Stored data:
───
//! Working table of the assembly pipeline
//!
//! Starts as the label frame and grows by one block of columns per joined
//! feature. Values stay optional until the completeness filter runs.

use crate::error::{Result, RuntimeError};
use crate::labels::LabelFrame;
use chrono::NaiveDate;
use eis_core::{EntityId, ImputationPolicy, NormalizedFeatureFrame};

/// One labeled entity with its joined feature values
#[derive(Debug, Clone, PartialEq)]
pub struct JoinedRow {
    pub entity: EntityId,
    pub outcome: f64,
    pub occurred_on: Option<NaiveDate>,
    pub values: Vec<Option<f64>>,
}

impl JoinedRow {
    pub fn is_complete(&self) -> bool {
        self.values.iter().all(Option::is_some)
    }
}

/// Label rows left-joined with feature columns
#[derive(Debug, Clone, Default, PartialEq)]
pub struct JoinedTable {
    columns: Vec<String>,
    policies: Vec<ImputationPolicy>,
    pub(crate) rows: Vec<JoinedRow>,
}

impl JoinedTable {
    /// Start from the label frame, without feature columns
    pub fn from_labels(labels: &LabelFrame) -> Self {
        let rows = labels
            .rows()
            .iter()
            .map(|label| JoinedRow {
                entity: label.entity.clone(),
                outcome: label.outcome,
                occurred_on: label.occurred_on,
                values: Vec::new(),
            })
            .collect();
        Self {
            columns: Vec::new(),
            policies: Vec::new(),
            rows,
        }
    }

    /// Left join `frame` by entity id.
    ///
    /// Every label row is kept; entities the frame does not cover get missing
    /// values for all of its columns. Returns how many rows matched.
    ///
    /// Fails without touching the table when a column of `frame` is already
    /// present.
    pub fn left_join(
        &mut self,
        frame: &NormalizedFeatureFrame,
        policy: ImputationPolicy,
    ) -> Result<usize> {
        for (i, column) in frame.columns().iter().enumerate() {
            if self.columns.contains(column) || frame.columns()[..i].contains(column) {
                return Err(RuntimeError::DuplicateColumn(column.clone()));
            }
        }

        let width = frame.columns().len();
        let mut matched = 0;
        for row in &mut self.rows {
            match frame.get(&row.entity) {
                Some(values) => {
                    matched += 1;
                    row.values.extend_from_slice(values);
                }
                None => row.values.extend(std::iter::repeat(None).take(width)),
            }
        }
        self.columns.extend(frame.columns().iter().cloned());
        self.policies.extend(std::iter::repeat(policy).take(width));
        Ok(matched)
    }

    pub fn columns(&self) -> &[String] {
        &self.columns
    }

    /// Declared imputation policy of each column
    pub fn policies(&self) -> &[ImputationPolicy] {
        &self.policies
    }

    pub fn rows(&self) -> &[JoinedRow] {
        &self.rows
    }

    pub fn rows_mut(&mut self) -> &mut [JoinedRow] {
        &mut self.rows
    }

    pub fn len(&self) -> usize {
        self.rows.len()
    }

    pub fn is_empty(&self) -> bool {
        self.rows.is_empty()
    }

    /// Mean of the present values of column `idx`
    pub fn column_mean(&self, idx: usize) -> Option<f64> {
        let present: Vec<f64> = self.rows.iter().filter_map(|r| r.values[idx]).collect();
        if present.is_empty() {
            None
        } else {
            Some(present.iter().sum::<f64>() / present.len() as f64)
        }
    }

    /// Number of missing cells
    pub fn missing_count(&self) -> usize {
        self.rows
            .iter()
            .map(|r| r.values.iter().filter(|v| v.is_none()).count())
            .sum()
    }

    /// Remove every row with a missing value; returns how many were removed
    pub fn drop_incomplete(&mut self) -> usize {
        let before = self.rows.len();
        self.rows.retain(JoinedRow::is_complete);
        before - self.rows.len()
    }
}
───
TASK TO COMPLETE: Write down again, exactly as given, only the lines above that fall from the line with "by entity id." to the line with "for (i, column)", inclusive.

SOLUTION TO THIS EXERCISE:
    /// Left join `frame` by entity id.
    ///
    /// Every label row is kept; entities the frame does not cover get missing
    /// values for all of its columns. Returns how many rows matched.
    ///
    /// Fails without touching the table when a column of `frame` is already
    /// present.
    pub fn left_join(
        &mut self,
        frame: &NormalizedFeatureFrame,
        policy: ImputationPolicy,
    ) -> Result<usize> {
        for (i, column) in frame.columns().iter().enumerate() {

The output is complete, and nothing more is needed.